Nothing against women, says the Rev. Timothy LaBouf. The church is just trying to obey 1 Timothy 2:11-14, which says in part, “A woman should learn in quietness and full submission. I do not permit a woman to teach or to have authority over a man; she must be silent.”
So, after 54 years as a Sunday school teacher at First Baptist, Lambert was given the heave-ho a couple of weeks ago. She and others have said the firing probably had as much to do with church politics as with scriptural injunctions, but let’s stick with the stated reason as given in her letter of dismissal: The Bible forbids women taking positions of authority. There is, for the record, a similar injunction in 1 Corinthians 14:34-35, which warns that it is “disgraceful” for a woman to speak in the church.
So the church is scripturally right.
It’s just not right right.
The Lambert case intrigues me because it illustrates a point I’ve made on many occasions when people bring out Bibles to explain why gay folk deserve no civil rights. Maybe now, without the reflexive emotionalism that gay brings to cloud their view, a few more people will see the obvious: Bible literalism is impractical and impossible. Or maybe they won’t see.
Allow me to share by way of example an e-mail I received last week from a gentleman named Al who took exception to a column I wrote condemning capital punishment. Said Al, “When one criticizes the death penalty one criticizes God’s judgment in the matter, as scripture ordains death for numerous crimes. It is not wise to criticize God.”
I shot back a note pointing out that among the crimes for which scripture ordains death are cursing your parents (Leviticus 20:9) or committing adultery (Leviticus 20:10). Did Al really believe those misdeeds should be treated as capital offenses?
“Only if one wishes to accomplish God’s will in the matter,” Al said.
I don’t mind telling you, people like him scare me.
As it happens, one of America’s greatest churchmen recently weighed in on the question of Bible literalism. In a twilight-of-life interview with Newsweek, Billy Graham spoke of the way age and perspective led him to reject the absolutism of the left and right and to make his peace with the notion of God as a loving mystery.
People of faith, he said, can “absolutely” disagree about the details of theology. “I’m not a literalist in the sense that every single jot and tittle (of the Bible) is from the Lord,” he said. “This is a little difference in my thinking through the years.”
It is a difference people like Al would do well to emulate.

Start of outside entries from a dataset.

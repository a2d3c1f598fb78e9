//! Project entity model and DTOs.

use ecv_core::schema::PayloadFields;
use ecv_core::types::{DbId, Timestamp};
use ecv_core::{dates, patch};
use serde::{Deserialize, Serialize};
use sqlx::FromRow;
use validator::Validate;

pub const DEFAULT_STATUS: &str = "planning";
pub const DEFAULT_PRIORITY: &str = "medium";

/// A production work item from the `projects` table.
///
/// `updated_at` is refreshed by every update regardless of payload.
#[derive(Debug, Clone, FromRow, Serialize)]
#[serde(rename_all = "camelCase")]
pub struct Project {
    pub id: DbId,
    pub artist_id: DbId,
    pub title: String,
    pub description: Option<String>,
    pub status: String,
    pub priority: String,
    pub due_date: Option<Timestamp>,
    pub assignee: Option<String>,
    pub created_at: Timestamp,
    pub updated_at: Timestamp,
}

/// DTO for creating a project.
#[derive(Debug, Clone, Deserialize, Validate)]
#[serde(rename_all = "camelCase")]
pub struct CreateProject {
    pub artist_id: DbId,
    pub title: String,
    pub description: Option<String>,
    pub status: Option<String>,
    pub priority: Option<String>,
    #[serde(default, deserialize_with = "dates::optional")]
    pub due_date: Option<Timestamp>,
    pub assignee: Option<String>,
}

impl PayloadFields for CreateProject {
    const REQUIRED: &'static [&'static str] = &["artistId", "title"];
}

/// DTO for updating a project. All fields are optional.
#[derive(Debug, Clone, Default, Deserialize, Validate)]
#[serde(rename_all = "camelCase")]
pub struct UpdateProject {
    #[serde(default, deserialize_with = "patch::not_null")]
    pub artist_id: Option<DbId>,
    #[serde(default, deserialize_with = "patch::not_null")]
    pub title: Option<String>,
    #[serde(default, deserialize_with = "patch::nullable")]
    pub description: Option<Option<String>>,
    #[serde(default, deserialize_with = "patch::not_null")]
    pub status: Option<String>,
    #[serde(default, deserialize_with = "patch::not_null")]
    pub priority: Option<String>,
    #[serde(default, deserialize_with = "dates::patch")]
    pub due_date: Option<Option<Timestamp>>,
    #[serde(default, deserialize_with = "patch::nullable")]
    pub assignee: Option<Option<String>>,
}

impl PayloadFields for UpdateProject {}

Or has no one else noticed how literally some Christians interpret those scriptures that give them license to condemn, yet how elastic and liberal their readings are when dealing with scriptures that convict their personal behaviors. Meaning that it’s always a little more difficult to catch people being literal about turn the other cheek, do not store up treasures on earth, do not turn away the borrower, love your enemy.

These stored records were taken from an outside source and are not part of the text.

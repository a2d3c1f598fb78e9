#![allow(dead_code)]

use axum::body::Body;
use axum::http::{Method, Request, Response};
use axum::Router;
use ecv_api::config::ServerConfig;
use ecv_api::router::build_app_router;
use ecv_api::state::AppState;
use ecv_gemini::GeminiConfig;
use http_body_util::BodyExt;
use serde_json::Value;
use sqlx::PgPool;
use tower::ServiceExt;

/// Build a test `ServerConfig` with safe defaults and no Gemini key.
pub fn test_config() -> ServerConfig {
    ServerConfig {
        host: "127.0.0.1".to_string(),
        port: 0,
        cors_origins: vec!["http://localhost:5173".to_string()],
        request_timeout_secs: 30,
        database_max_connections: 5,
        max_upload_bytes: 5 * 1024 * 1024,
        gemini: None,
    }
}

/// Build the full application router, exactly as `main.rs` does.
pub fn build_test_app(pool: PgPool) -> Router {
    build_test_app_with(pool, test_config())
}

pub fn build_test_app_with(pool: PgPool, config: ServerConfig) -> Router {
    let state = AppState::new(pool, config.clone());
    build_app_router(state, &config)
}

/// A config whose Gemini calls go to `base_url` (a wiremock server).
pub fn gemini_config(base_url: String) -> ServerConfig {
    ServerConfig {
        gemini: Some(GeminiConfig {
            api_key: "test-key".to_string(),
            model: "gemini-test".to_string(),
            base_url,
        }),
        ..test_config()
    }
}

pub async fn send(app: Router, request: Request<Body>) -> Response<Body> {
    app.oneshot(request).await.unwrap()
}

pub async fn get(app: Router, uri: &str) -> Response<Body> {
    let request = Request::builder()
        .method(Method::GET)
        .uri(uri)
        .body(Body::empty())
        .unwrap();
    send(app, request).await
}

pub async fn delete(app: Router, uri: &str) -> Response<Body> {
    let request = Request::builder()
        .method(Method::DELETE)
        .uri(uri)
        .body(Body::empty())
        .unwrap();
    send(app, request).await
}

pub async fn post_json(app: Router, uri: &str, body: Value) -> Response<Body> {
    json_request(app, Method::POST, uri, body).await
}

pub async fn patch_json(app: Router, uri: &str, body: Value) -> Response<Body> {
    json_request(app, Method::PATCH, uri, body).await
}

async fn json_request(app: Router, method: Method, uri: &str, body: Value) -> Response<Body> {
    let request = Request::builder()
        .method(method)
        .uri(uri)
        .header("content-type", "application/json")
        .body(Body::from(body.to_string()))
        .unwrap();
    send(app, request).await
}

/// POST a single-file multipart form.
pub async fn post_file(
    app: Router,
    uri: &str,
    field: &str,
    content_type: &str,
    bytes: &[u8],
) -> Response<Body> {
    const BOUNDARY: &str = "ecv-test-boundary";
    let mut body = Vec::new();
    body.extend_from_slice(
        format!(
            "--{BOUNDARY}\r\nContent-Disposition: form-data; name=\"{field}\"; \
             filename=\"upload\"\r\nContent-Type: {content_type}\r\n\r\n"
        )
        .as_bytes(),
    );
    body.extend_from_slice(bytes);
    body.extend_from_slice(format!("\r\n--{BOUNDARY}--\r\n").as_bytes());

    let request = Request::builder()
        .method(Method::POST)
        .uri(uri)
        .header(
            "content-type",
            format!("multipart/form-data; boundary={BOUNDARY}"),
        )
        .body(Body::from(body))
        .unwrap();
    send(app, request).await
}

pub async fn body_json(response: Response<Body>) -> Value {
    let bytes = response.into_body().collect().await.unwrap().to_bytes();
    serde_json::from_slice(&bytes).unwrap()
}

/// Create an artist through the API and return its id.
pub async fn create_artist(pool: &PgPool, name: &str) -> String {
    let app = build_test_app(pool.clone());
    let response = post_json(
        app,
        "/api/artists",
        serde_json::json!({ "name": name, "genre": "Electronic", "platform": "Instagram" }),
    )
    .await;
    let json = body_json(response).await;
    json["id"].as_str().unwrap().to_string()
}

/// Create a reality node through the API and return its id.
pub async fn create_node(pool: &PgPool, artist_id: &str, name: &str) -> String {
    let app = build_test_app(pool.clone());
    let response = post_json(
        app,
        "/api/reality-nodes",
        serde_json::json!({ "artistId": artist_id, "type": "character", "name": name }),
    )
    .await;
    let json = body_json(response).await;
    json["id"].as_str().unwrap().to_string()
}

Yet, you can’t go to the store without tripping over someone who wants you to know the Bible calls homosexuality an abomination.
People obsess on the fine print, yet miss the big picture, the overarching themes of sacrifice, redemption, love. In their selectivity, they are reminiscent of the Islamic fanatics who bomb and behead, citing some passage of the Quran as justification, yet conveniently ignoring a dozen other passages commanding mercy and love.
People are much less apt to be selective in the direction of mercy and love.
I’ll close by observing that Exodus 35:2 requires death for those who work on the Sabbath. Were I a member of First Baptist, I might wonder where the church leaders stand on that one. Of course, I’d be scared to ask.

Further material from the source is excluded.